So we're leaving the warning for Kees to deal with?

Kees is there some form of "I know what I'm doing" cast 
that you could sneak us under the table?
Eric Dumazet May 10, 2022, 2 a.m. UTC | #3
On Mon, May 9, 2022 at 6:38 PM Jakub Kicinski <kuba@kernel.org> wrote:
>
> On Mon,  9 May 2022 15:21:49 -0700 Eric Dumazet wrote:
> > From: Coco Li <lixiaoyan@google.com>
> >
> > mlx5 supports LSOv2.
> >
> > IPv6 gro/tcp stacks insert a temporary Hop-by-Hop header
> > with JUMBO TLV for big packets.
> >
> > We need to ignore/skip this HBH header when populating TX descriptor.
> >
> > Note that ipv6_has_hopopt_jumbo() only recognizes very specific packet
> > layout, thus mlx5e_sq_xmit_wqe() is taking care of this layout only.
> >
> > v2: clear hopbyhop in mlx5e_tx_get_gso_ihs()
> > v4: fix compile error for CONFIG_MLX5_CORE_IPOIB=y
> >
> > Signed-off-by: Coco Li <lixiaoyan@google.com>
> > Signed-off-by: Eric Dumazet <edumazet@google.com>
> > Reviewed-by: Tariq Toukan <tariqt@nvidia.com>
> > Cc: Saeed Mahameed <saeedm@nvidia.com>
> > Cc: Leon Romanovsky <leon@kernel.org>
>
> So we're leaving the warning for Kees to deal with?

I think so.

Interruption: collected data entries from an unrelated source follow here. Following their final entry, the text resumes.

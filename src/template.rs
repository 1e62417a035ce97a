//! Blank import template: a CSV header row with the canonical columns of a schema.

use std::io::Write;

use crate::error::ImportResult;
use crate::schema::Schema;

/// Write the header row of `schema` to `writer`, in schema order.
///
/// Importing the template back yields zero rows.
pub fn write_template<W: Write>(schema: &Schema, writer: W) -> ImportResult<()> {
    let mut wtr = csv::Writer::from_writer(writer);
    wtr.write_record(schema.field_names())?;
    wtr.flush()?;
    Ok(())
}
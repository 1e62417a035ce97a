//! Duplicate guard: read-only probe of natural keys against the store.

use crate::types::NormalizedRecord;

/// Returns the first natural key of `record` that `lookup` reports as already taken.
///
/// Keys are probed in order and the probe stops at the first hit. Null and empty keys (an
/// absent `corporate_email`, for instance) are never probed.
pub fn find_duplicate<'k, K, F>(record: &NormalizedRecord, keys: &'k [K], mut lookup: F) -> Option<&'k str>
where
    K: AsRef<str>,
    F: FnMut(&str, &str) -> bool,
{
    keys.iter().map(|k| k.as_ref()).find(|&field| {
        record
            .get(field)
            .as_key()
            .is_some_and(|value| lookup(field, value.as_str()))
    })
}

/// Whether any natural key of `record` already exists according to `lookup`.
pub fn is_duplicate<K, F>(record: &NormalizedRecord, keys: &[K], lookup: F) -> bool
where
    K: AsRef<str>,
    F: FnMut(&str, &str) -> bool,
{
    find_duplicate(record, keys, lookup).is_some()
}

#[cfg(test)]
mod tests {
    use std::cell::RefCell;

    use super::*;
    use crate::types::FieldValue;

    const KEYS: &[&str] = &["document_number", "personal_email", "corporate_email"];

    fn record(doc: &str, email: &str, corporate: Option<&str>) -> NormalizedRecord {
        let mut r = NormalizedRecord::new(2);
        r.set("document_number", FieldValue::Text(doc.to_string()));
        r.set("personal_email", FieldValue::Text(email.to_string()));
        r.set(
            "corporate_email",
            corporate.map_or(FieldValue::Null, |c| FieldValue::Text(c.to_string())),
        );
        r
    }

    #[test]
    fn hit_on_any_key_is_a_duplicate() {
        let rec = record("1", "a@b.com", None);
        assert!(is_duplicate(&rec, KEYS, |f, v| f == "personal_email" && v == "a@b.com"));
        assert!(!is_duplicate(&rec, KEYS, |_, _| false));
    }

    #[test]
    fn short_circuits_on_first_hit() {
        let probed = RefCell::new(Vec::new());
        let rec = record("1", "a@b.com", Some("a@corp.com"));
        let hit = find_duplicate(&rec, KEYS, |f, _| {
            probed.borrow_mut().push(f.to_string());
            f == "document_number"
        });
        assert_eq!(hit, Some("document_number"));
        assert_eq!(probed.into_inner(), vec!["document_number"]);
    }

    #[test]
    fn absent_corporate_email_is_not_probed() {
        let probed = RefCell::new(Vec::new());
        let rec = record("1", "a@b.com", None);
        let hit = find_duplicate(&rec, KEYS, |f, _| {
            probed.borrow_mut().push(f.to_string());
            false
        });
        assert_eq!(hit, None);
        assert_eq!(probed.into_inner(), vec!["document_number", "personal_email"]);
    }
}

I do not see an easy way to escape this, unless perhaps add some
extra obfuscation, so that gcc can not determine the memcpy() third
argument at compile time.

Alternative is to remove mlx5 patch from the upstream series.

>
> Kees is there some form of "I know what I'm doing" cast
> that you could sneak us under the table?
Kees Cook May 10, 2022, 3:49 p.m. UTC | #4
On Mon, May 09, 2022 at 06:38:53PM -0700, Jakub Kicinski wrote:
> On Mon,  9 May 2022 15:21:49 -0700 Eric Dumazet wrote:
> > From: Coco Li <lixiaoyan@google.com>
> > 
> > mlx5 supports LSOv2.
> > 
> > IPv6 gro/tcp stacks insert a temporary Hop-by-Hop header
> > with JUMBO TLV for big packets.
> > 
> > We need to ignore/skip this HBH header when populating TX descriptor.
> > 
> > Note that ipv6_has_hopopt_jumbo() only recognizes very specific packet
> > layout, thus mlx5e_sq_xmit_wqe() is taking care of this layout only.
> > 
> > v2: clear hopbyhop in mlx5e_tx_get_gso_ihs()
> > v4: fix compile error for CONFIG_MLX5_CORE_IPOIB=y
> > 
> > Signed-off-by: Coco Li <lixiaoyan@google.com>
> > Signed-off-by: Eric Dumazet <edumazet@google.com>
> > Reviewed-by: Tariq Toukan <tariqt@nvidia.com>
> > Cc: Saeed Mahameed <saeedm@nvidia.com>
> > Cc: Leon Romanovsky <leon@kernel.org>
> 
> So we're leaving the warning for Kees to deal with?
> 
> Kees is there some form of "I know what I'm doing" cast 
> that you could sneak us under the table?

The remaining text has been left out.